First he told us Britain risks becoming “an island of strangers.” Then, just a few months later, he was busy waving the flag and swearing it belongs to everyone, not just the guys who bring a St. George’s Cross to the pub like it’s a second wife. Which Starmer is this week’s Starmer? The one with the diversity quote, the patriot cosplay, or the one who desperately wishes Tony Blair’s ghost would just come back and govern already?
The truth is Starmer has been cosplaying everyone . In 2020, he borrowed Jeremy Corbyn’s jumper. In 2024, he borrowed the word “country.” In 2025 he’s borrowed from Powell, Blair, Cameron, and Obama — which is impressive really, like watching a man attempt karaoke of five different songs at once while the bar staff unplug the mic. At this point, he’s less a Prime Minister than a mood board.

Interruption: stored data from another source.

//! End-to-end tests for the support chat pipeline.
//!
//! These exercise ingestion, retrieval, the chat engine, and the HTTP
//! gateway together, with a scripted provider standing in for the model.

use std::sync::{Arc, Mutex};

use axum::body::Body;
use axum::http::{Request, StatusCode};
use http_body_util::BodyExt;
use tower::ServiceExt;

use supportline_chat::{ChatEngine, ChatRequest, ProviderEmotionClassifier, SessionStore};
use supportline_config::AppConfig;
use supportline_core::error::{ChatError, ProviderError};
use supportline_core::message::{Message, Role};
use supportline_core::provider::{
    EmbeddingRequest, EmbeddingResponse, Provider, ProviderRequest, ProviderResponse, Usage,
};
use supportline_gateway::{GatewayState, SharedState, build_router};
use supportline_retrieval::{EmbeddingRetriever, InMemoryVectorIndex, TextSplitter};

// ── Mock Provider ────────────────────────────────────────────────────────

/// Replays scripted completions in order and embeds text as letter counts.
struct ScriptedProvider {
    replies: Mutex<Vec<Result<String, ProviderError>>>,
    requests: Mutex<Vec<ProviderRequest>>,
}

impl ScriptedProvider {
    fn new(replies: Vec<Result<String, ProviderError>>) -> Self {
        Self {
            replies: Mutex::new(replies),
            requests: Mutex::new(Vec::new()),
        }
    }

    fn text(replies: &[&str]) -> Self {
        Self::new(replies.iter().map(|r| Ok((*r).to_string())).collect())
    }

    fn requests(&self) -> Vec<ProviderRequest> {
        self.requests.lock().unwrap().clone()
    }
}

#[async_trait::async_trait]
impl Provider for ScriptedProvider {
    fn name(&self) -> &str {
        "e2e_mock"
    }

    async fn complete(&self, request: ProviderRequest) -> Result<ProviderResponse, ProviderError> {
        let model = request.model.clone();
        self.requests.lock().unwrap().push(request);

        let mut replies = self.replies.lock().unwrap();
        assert!(!replies.is_empty(), "ScriptedProvider: no more replies");
        let text = replies.remove(0)?;

        Ok(ProviderResponse {
            message: Message::assistant(text),
            usage: Some(Usage {
                prompt_tokens: 100,
                completion_tokens: 20,
                total_tokens: 120,
            }),
            model,
        })
    }

    async fn embed(&self, request: EmbeddingRequest) -> Result<EmbeddingResponse, ProviderError> {
        let embeddings = request.inputs.iter().map(|t| letter_counts(t)).collect();
        Ok(EmbeddingResponse {
            embeddings,
            model: request.model,
        })
    }
}

fn letter_counts(text: &str) -> Vec<f32> {
    let mut v = vec![0.0f32; 26];
    for c in text.to_lowercase().chars().filter(char::is_ascii_lowercase) {
        v[(c as u8 - b'a') as usize] += 1.0;
    }
    v
}

const POLICY: &str = "Refunds are accepted within thirty days of purchase.\n\n\
                      Shipping takes five business days within the country.";

// ── Helpers ──────────────────────────────────────────────────────────────

fn pipeline(provider: Arc<ScriptedProvider>) -> (ChatEngine, Arc<EmbeddingRetriever>) {
    let documents = Arc::new(
        EmbeddingRetriever::new(
            provider.clone(),
            Arc::new(InMemoryVectorIndex::new()),
            "letters",
        )
        .with_splitter(TextSplitter::new(60, 0)),
    );
    let engine = ChatEngine::new(
        Arc::new(SessionStore::new(10)),
        documents.clone(),
        provider,
        "mock-model",
    );
    (engine, documents)
}

fn gateway(provider: Arc<ScriptedProvider>) -> SharedState {
    let (engine, documents) = pipeline(provider.clone());
    Arc::new(GatewayState {
        config: AppConfig::default(),
        engine: Arc::new(engine),
        documents,
        classifier: Arc::new(ProviderEmotionClassifier::new(provider, "mock-model")),
    })
}

async fn call(
    state: &SharedState,
    method: &str,
    uri: &str,
    body: serde_json::Value,
) -> (StatusCode, serde_json::Value) {
    let req = Request::builder()
        .method(method)
        .uri(uri)
        .header("content-type", "application/json")
        .body(Body::from(serde_json::to_string(&body).unwrap()))
        .unwrap();

    let response = build_router(state.clone()).oneshot(req).await.unwrap();
    let status = response.status();
    let bytes = response.into_body().collect().await.unwrap().to_bytes();
    (status, serde_json::from_slice(&bytes).unwrap())
}

// ── Engine-level flows ───────────────────────────────────────────────────

#[tokio::test]
async fn e2e_ingested_document_grounds_the_answer() {
    let provider = Arc::new(ScriptedProvider::text(&[
        "You can get a refund within thirty days.\nSource: policy.txt, chunk 0",
    ]));
    let (engine, documents) = pipeline(provider.clone());

    let report = documents.ingest("acme", "policy.txt", POLICY).await.unwrap();
    assert_eq!(report.chunks_processed, 2);
    assert_eq!(report.vectors_stored, 2);
    assert_eq!(report.namespace, "org_acme");

    let result = engine
        .chat(ChatRequest::new("s-1", "acme", "Can I get a refund on my purchase?"))
        .await
        .unwrap();

    assert_eq!(result.status, "success");
    assert_eq!(result.response, "You can get a refund within thirty days.");
    assert_eq!(result.retrieved_documents, 2);
    assert_eq!(result.sources.len(), 2);
    assert_eq!(result.sources[0].source_id, "policy.txt");
    assert_eq!(result.sources[0].position_index, 0);
    assert!(result.sources[0].score >= result.sources[1].score);
    assert_eq!(result.conversation_length, 2);

    let requests = provider.requests();
    assert_eq!(requests.len(), 1);
    let system = &requests[0].messages[0];
    assert_eq!(system.role, Role::System);
    assert!(system.content.contains("[Document 1"));
    assert!(system.content.contains("Refunds are accepted within thirty days"));
}

#[tokio::test]
async fn e2e_follow_up_turn_carries_history() {
    let provider = Arc::new(ScriptedProvider::text(&[
        "Refunds are accepted for thirty days.",
        "Shipping takes five business days.",
    ]));
    let (engine, documents) = pipeline(provider.clone());
    documents.ingest("acme", "policy.txt", POLICY).await.unwrap();

    engine
        .chat(ChatRequest::new("s-2", "acme", "How long do refunds take?"))
        .await
        .unwrap();
    let second = engine
        .chat(ChatRequest::new("s-2", "acme", "And what about shipping?"))
        .await
        .unwrap();
    assert_eq!(second.conversation_length, 4);

    let messages = &provider.requests()[1].messages;
    assert_eq!(messages.len(), 4);
    assert_eq!(messages[1].content, "How long do refunds take?");
    assert_eq!(messages[2].content, "Refunds are accepted for thirty days.");
    assert_eq!(messages[3].content, "And what about shipping?");

    let history = engine.history("s-2").await.unwrap();
    assert_eq!(history.total_messages, 4);
    assert_eq!(history.organization_id, "acme");
}

#[tokio::test]
async fn e2e_other_organization_sees_no_documents() {
    let provider = Arc::new(ScriptedProvider::text(&[
        "I don't have that information right now. Please contact our support team.",
    ]));
    let (engine, documents) = pipeline(provider.clone());
    documents.ingest("acme", "policy.txt", POLICY).await.unwrap();

    let result = engine
        .chat(ChatRequest::new("s-3", "globex", "Can I get a refund on my purchase?"))
        .await
        .unwrap();

    assert!(result.sources.is_empty());
    assert_eq!(result.retrieved_documents, 0);
    let system = &provider.requests()[0].messages[0].content;
    assert!(!system.contains("[Document"));
    assert!(!system.contains("Refunds are accepted"));
}

#[tokio::test]
async fn e2e_generation_failure_leaves_history_untouched() {
    let provider = Arc::new(ScriptedProvider::new(vec![
        Ok("Refunds take thirty days.".into()),
        Err(ProviderError::RateLimited {
            retry_after_secs: 30,
        }),
    ]));
    let (engine, documents) = pipeline(provider.clone());
    documents.ingest("acme", "policy.txt", POLICY).await.unwrap();

    engine
        .chat(ChatRequest::new("s-4", "acme", "How long do refunds take?"))
        .await
        .unwrap();
    let err = engine
        .chat(ChatRequest::new("s-4", "acme", "And what about shipping?"))
        .await
        .unwrap_err();

    assert!(matches!(err, ChatError::Processing(_)));
    assert_eq!(engine.history("s-4").await.unwrap().total_messages, 2);
}

// ── Through the HTTP gateway ─────────────────────────────────────────────

#[tokio::test]
async fn e2e_gateway_ingest_chat_history_delete() {
    let provider = Arc::new(ScriptedProvider::text(&[
        "Refunds are accepted within thirty days of purchase.",
    ]));
    let state = gateway(provider);

    let (status, body) = call(
        &state,
        "POST",
        "/api/documents",
        serde_json::json!({"organization_id": "acme", "filename": "policy.txt", "text": POLICY}),
    )
    .await;
    assert_eq!(status, StatusCode::OK);
    assert_eq!(body["chunks_processed"], 2);
    assert_eq!(body["namespace"], "org_acme");

    let (status, body) = call(
        &state,
        "POST",
        "/api/chat/message",
        serde_json::json!({
            "session_id": "web-1",
            "organization_id": "acme",
            "query": "Can I get a refund on my purchase?",
            "top_k": 1
        }),
    )
    .await;
    assert_eq!(status, StatusCode::OK);
    assert_eq!(body["conversation_length"], 2);
    assert_eq!(body["sources"].as_array().unwrap().len(), 1);
    assert_eq!(body["sources"][0]["pdf_filename"], "policy.txt");
    assert_eq!(body["sources"][0]["chunk_index"], 0);

    let (status, body) = call(
        &state,
        "POST",
        "/api/chat/history",
        serde_json::json!({"session_id": "web-1"}),
    )
    .await;
    assert_eq!(status, StatusCode::OK);
    assert_eq!(body["total_messages"], 2);
    assert_eq!(body["messages"][0]["role"], "user");
    assert_eq!(body["messages"][1]["role"], "assistant");

    let (status, _) = call(
        &state,
        "DELETE",
        "/api/chat/session",
        serde_json::json!({"session_id": "web-1"}),
    )
    .await;
    assert_eq!(status, StatusCode::OK);

    let (status, body) = call(
        &state,
        "POST",
        "/api/chat/history",
        serde_json::json!({"session_id": "web-1"}),
    )
    .await;
    assert_eq!(status, StatusCode::NOT_FOUND);
    assert_eq!(body["detail"], "Session not found");
}

#[tokio::test]
async fn e2e_gateway_document_search_is_scoped_to_organization() {
    let state = gateway(Arc::new(ScriptedProvider::text(&[])));

    call(
        &state,
        "POST",
        "/api/documents",
        serde_json::json!({"organization_id": "acme", "filename": "policy.txt", "text": POLICY}),
    )
    .await;

    let (status, body) = call(
        &state,
        "POST",
        "/api/pdf/query",
        serde_json::json!({"query": "And what about shipping?", "organization_id": "acme"}),
    )
    .await;
    assert_eq!(status, StatusCode::OK);
    assert_eq!(body["total_results"], 2);
    assert_eq!(body["documents"][0]["chunk_index"], 1);
    assert_eq!(body["documents"][0]["organization_id"], "acme");

    let (status, body) = call(
        &state,
        "POST",
        "/api/pdf/query",
        serde_json::json!({"query": "And what about shipping?", "organization_id": "globex"}),
    )
    .await;
    assert_eq!(status, StatusCode::OK);
    assert_eq!(body["total_results"], 0);
    assert_eq!(body["namespace"], "org_globex");
}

But Saturday wasn’t about him. Reform threw themselves a street parade, the biggest since Brexit marches. London hasn’t seen so many angry provincial day-trippers since the Queen died. Mainstream media said 150,000 came. Right-wing media swore it was two million. Left-wing media said they weren’t in that weekend. Whoever’s counting, it was big enough to scare the Met into penning 5,000 counter-protesters like sheep in a muddy field. Apparently democracy now comes with crowd-control barriers.

Naturally, there were arrests — 26 of them. Mainly Reform lads battering coppers. But hey, it could’ve been worse. At least they didn’t smash up hotels this time. Baby steps.
Meanwhile Elon Musk beamed in like a Bond villain with WiFi, pitching “DOGE 2: The Department of Government for England (and only ENGLAND).” Nigel Farage was there in spirit, Charlie Kirk got a eulogy, and only one bloke yelled that Starmer should be assassinated. Which, in today’s climate, practically counts as moderation.
Churches also had a big weekend. Apparently, we are still a Christian country, if you count shouting about Jesus in Trafalgar Square as proof. Surely explains why another Abbey just went on Rightmove.
And then, just when you thought things couldn’t get messier, the Greens elected Zack Polanski, who instantly started banging the populist drum. Polling went bonkers: Reform up, Greens up, Labour wobbling, and the phantom menace of “Your Party” still hovering. Are you voting for your party? Who knows! Perhaps the new left-wing strategy is less populism, more straight-up confusion.
But the real body blow is coming from the Labour Unions — yes, they still exist! Unison is flirting with disaffiliation, Unite is openly threatening it, and Starmer’s pretending he’s never heard of them. Which is a bold strategy when they’re bankrolling you to the tune of millions.
The good news for Keir? He can take comfort in knowing he’s not Emmanuel Macron. The bad news? Winter’s coming, the polls are splintering, and he’s looking more like the Prime Minister equivalent of a demo tape: lots of covers, no original material.